The idea of aiming at upstream and downstream targets as a reasonable mechanism to tackle the central shortcoming of the law (as voiced by providers) seems a fair proposal. Doing so does not necessarily cause imbalances – as it merely implements efficiently what the 1997 Statute did not.
This dislocation of liability, justifiable by its putative efficiency, should not be compromised by its half-hearted approach. If the 2009 Draft Amendment wants to pick someone to curb piracy, it must do so in a clean and unabashed way: language such as “when the holder is prevented by any reason whatsoever to enforce the right provided in this article” goes against efficiency. The statute should simply make the prospective filters responsible.
But why the outcry? A number of entities have grouped to voice opposition to “any attempt to extend IP rights on genetic resources and restrict traditional agricultural practice”.3 According to the manifesto, the government should put the money where their speech is – and render articles 5, 6 and 9 of the treaty effective by passing an executive decree. Furthermore, any such change should be subject to ample discussion. While their first complaint can foster debate, the last one is spot on: the lack of discussions served as enough pressure to bar the legislative process. Our previous article stated:
(…) [O]ne should assume that 2009 Draft Amendment as approved by the Federal IP Joint Committee expressed a balanced interest of all stakeholders.
Nevertheless, just before being sent to the Congress, in early May 2009, the draft was delayed, reportedly by action of non-governmental organizations opposing its appreciation by the legislative.
One could make the case, however, that lowering the rhetoric might serve some purpose. Both groups may be closer than they know – or at least on the same side of the fence –, especially if one talks of the researchers (both in government-sponsored laboratories as Embrapa and in the private sector) and the NGOs representing small-scale farmers and traditional peoples.
Brazilian commercial agriculture is a success case based on localization: the conquest of the cerrado in the center-west states depended on overcoming regional issues by adaptation (i.e. climate, soil characteristics, and so on). Our knowledge in crop varieties spans centuries since the Royal Family founded the Botanical Garden in Rio de Janeiro in the early 1800s (not exactly a shady promenade, at least back then, but more of a seed bank and research facility). Therefore, it is only fair – if not necessary – that proper protections be put in place in light of economic and social benefits of this leading export item.

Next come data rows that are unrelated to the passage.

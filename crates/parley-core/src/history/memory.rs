//! In-memory Session Store using the per-user embedded-document layout.
//!
//! One [`UserHistory`] aggregate per user holds that user's sessions, each
//! embedding its messages. Every mutation runs under the write lock, so an
//! append pushes onto the matching session in place and two concurrent
//! appends to the same session both land, in the order the lock was taken.
//! Nothing survives a restart; used by tests and `parley serve --ephemeral`.

use std::collections::HashMap;

use chrono::{DateTime, Utc};
use parley_types::error::RepositoryError;
use parley_types::history::{ChatMessage, ChatSession};
use tokio::sync::RwLock;
use uuid::Uuid;

use super::repository::{HistoryRepository, sort_for_listing};

/// All sessions belonging to one user.
#[derive(Debug, Clone, Default)]
pub struct UserHistory {
    pub user_id: String,
    pub sessions: Vec<ChatSession>,
}

impl UserHistory {
    fn session_mut(&mut self, session_id: &Uuid) -> Option<&mut ChatSession> {
        self.sessions.iter_mut().find(|s| s.id == *session_id)
    }
}

#[derive(Debug, Default)]
pub struct InMemoryHistoryRepository {
    users: RwLock<HashMap<String, UserHistory>>,
}

impl InMemoryHistoryRepository {
    pub fn new() -> Self {
        Self::default()
    }
}

impl HistoryRepository for InMemoryHistoryRepository {
    async fn insert_session(&self, session: &ChatSession) -> Result<ChatSession, RepositoryError> {
        let mut users = self.users.write().await;
        let history = users
            .entry(session.user_id.clone())
            .or_insert_with(|| UserHistory {
                user_id: session.user_id.clone(),
                sessions: Vec::new(),
            });

        if history.sessions.iter().any(|s| s.id == session.id) {
            return Err(RepositoryError::Conflict(format!(
                "session {} already exists",
                session.id
            )));
        }

        history.sessions.push(session.clone());
        Ok(session.clone())
    }

    async fn append_messages(
        &self,
        user_id: &str,
        session_id: &Uuid,
        messages: &[ChatMessage],
        at: DateTime<Utc>,
    ) -> Result<ChatSession, RepositoryError> {
        let mut users = self.users.write().await;
        let session = users
            .get_mut(user_id)
            .and_then(|h| h.session_mut(session_id))
            .ok_or(RepositoryError::NotFound)?;

        if !messages.is_empty() {
            session.messages.extend_from_slice(messages);
            session.updated_at = at;
        }

        Ok(session.clone())
    }

    async fn get_session(
        &self,
        user_id: &str,
        session_id: &Uuid,
    ) -> Result<Option<ChatSession>, RepositoryError> {
        let users = self.users.read().await;
        Ok(users
            .get(user_id)
            .and_then(|h| h.sessions.iter().find(|s| s.id == *session_id))
            .cloned())
    }

    async fn list_sessions(&self, user_id: &str) -> Result<Vec<ChatSession>, RepositoryError> {
        let users = self.users.read().await;
        let mut sessions = users
            .get(user_id)
            .map(|h| h.sessions.clone())
            .unwrap_or_default();
        sort_for_listing(&mut sessions);
        Ok(sessions)
    }

    async fn delete_session(&self, user_id: &str, session_id: &Uuid) -> Result<(), RepositoryError> {
        let mut users = self.users.write().await;
        let history = users.get_mut(user_id).ok_or(RepositoryError::NotFound)?;
        let before = history.sessions.len();
        history.sessions.retain(|s| s.id != *session_id);
        if history.sessions.len() == before {
            return Err(RepositoryError::NotFound);
        }
        Ok(())
    }

    async fn rename_session(
        &self,
        user_id: &str,
        session_id: &Uuid,
        session_name: &str,
        at: DateTime<Utc>,
    ) -> Result<ChatSession, RepositoryError> {
        let mut users = self.users.write().await;
        let session = users
            .get_mut(user_id)
            .and_then(|h| h.session_mut(session_id))
            .ok_or(RepositoryError::NotFound)?;
        session.session_name = session_name.to_string();
        session.updated_at = at;
        Ok(session.clone())
    }
}

#[cfg(test)]
mod tests {
    use std::sync::Arc;

    use chrono::Duration;
    use parley_types::history::{MessageRole, now_micros};

    use super::*;

    #[tokio::test]
    async fn test_sessions_are_scoped_to_owner() {
        let repo = InMemoryHistoryRepository::new();
        let session = ChatSession::new("alice", "mine", now_micros());
        repo.insert_session(&session).await.unwrap();

        assert!(repo.get_session("bob", &session.id).await.unwrap().is_none());
        assert!(repo.list_sessions("bob").await.unwrap().is_empty());
        let err = repo
            .append_messages(
                "bob",
                &session.id,
                &[ChatMessage::text(MessageRole::User, "hi")],
                now_micros(),
            )
            .await
            .unwrap_err();
        assert!(matches!(err, RepositoryError::NotFound));
    }

    #[tokio::test]
    async fn test_duplicate_insert_conflicts() {
        let repo = InMemoryHistoryRepository::new();
        let session = ChatSession::new("alice", "mine", now_micros());
        repo.insert_session(&session).await.unwrap();
        let err = repo.insert_session(&session).await.unwrap_err();
        assert!(matches!(err, RepositoryError::Conflict(_)));
    }

    #[tokio::test]
    async fn test_list_orders_by_recency() {
        let repo = InMemoryHistoryRepository::new();
        let t0 = now_micros();
        let older = ChatSession::new("alice", "older", t0);
        let newer = ChatSession::new("alice", "newer", t0 + Duration::seconds(1));
        repo.insert_session(&older).await.unwrap();
        repo.insert_session(&newer).await.unwrap();

        let names: Vec<_> = repo
            .list_sessions("alice")
            .await
            .unwrap()
            .into_iter()
            .map(|s| s.session_name)
            .collect();
        assert_eq!(names, vec!["newer", "older"]);

        // Appending to the older session moves it to the front.
        repo.append_messages(
            "alice",
            &older.id,
            &[ChatMessage::text(MessageRole::User, "bump")],
            t0 + Duration::seconds(2),
        )
        .await
        .unwrap();
        let first = repo.list_sessions("alice").await.unwrap().remove(0);
        assert_eq!(first.id, older.id);
    }

    #[tokio::test]
    async fn test_empty_append_does_not_touch_updated_at() {
        let repo = InMemoryHistoryRepository::new();
        let t0 = now_micros();
        let session = ChatSession::new("alice", "s", t0);
        repo.insert_session(&session).await.unwrap();

        let updated = repo
            .append_messages("alice", &session.id, &[], t0 + Duration::seconds(5))
            .await
            .unwrap();
        assert_eq!(updated.updated_at, t0);
        assert!(updated.messages.is_empty());
    }

    #[tokio::test]
    async fn test_concurrent_appends_are_not_lost() {
        let repo = Arc::new(InMemoryHistoryRepository::new());
        let session = ChatSession::new("alice", "s", now_micros());
        repo.insert_session(&session).await.unwrap();

        let mut handles = Vec::new();
        for i in 0..20 {
            let repo = Arc::clone(&repo);
            let id = session.id;
            handles.push(tokio::spawn(async move {
                repo.append_messages(
                    "alice",
                    &id,
                    &[ChatMessage::text(MessageRole::User, format!("m{i}"))],
                    now_micros(),
                )
                .await
                .unwrap();
            }));
        }
        for h in handles {
            h.await.unwrap();
        }

        let stored = repo.get_session("alice", &session.id).await.unwrap().unwrap();
        assert_eq!(stored.messages.len(), 20);
    }

    #[tokio::test]
    async fn test_delete_and_rename_unknown_session() {
        let repo = InMemoryHistoryRepository::new();
        let id = Uuid::now_v7();
        assert!(matches!(
            repo.delete_session("alice", &id).await.unwrap_err(),
            RepositoryError::NotFound
        ));
        assert!(matches!(
            repo.rename_session("alice", &id, "x", now_micros())
                .await
                .unwrap_err(),
            RepositoryError::NotFound
        ));
    }
}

However, one must refrain from rationalizing the need to pass the 2009 Draft Amendment as an uncontrollable twitch called “UPOV 1991”. TRIPs requires a protection – which we already have – and tilting the balance of the 1997 Statute in any direction should serve some local need. As far as that goes, the small-scale farmers and their seed swapping has always been an important, if not indispensable part of the equation, and both sides know it. Somehow, the question that set this article in motion hardly feels important. That’s the problem with trick questions: they usually aren’t.
2 Borges Barbosa, Denis and Lessa, Marcus, The New Brazilian Government Draft Law on Plant Varieties (Or… How a Developing Country May Want to Enhance IP Protection Because It May Actually Need It) (June 6, 2009). Peter Yu, SECOND SUMMER INSTITUTE IN INTELLECTUAL PROPERTY, BIOTECHNOLOGY AND AGRICULTURAL SCIENCES, Drake University Law School, 2009. Available at SSRN: http://ssrn.com/abstract=1415406.
3 Including Land Reform Associations, Agricultural Workers Associations, Peasant Associations, to name a few.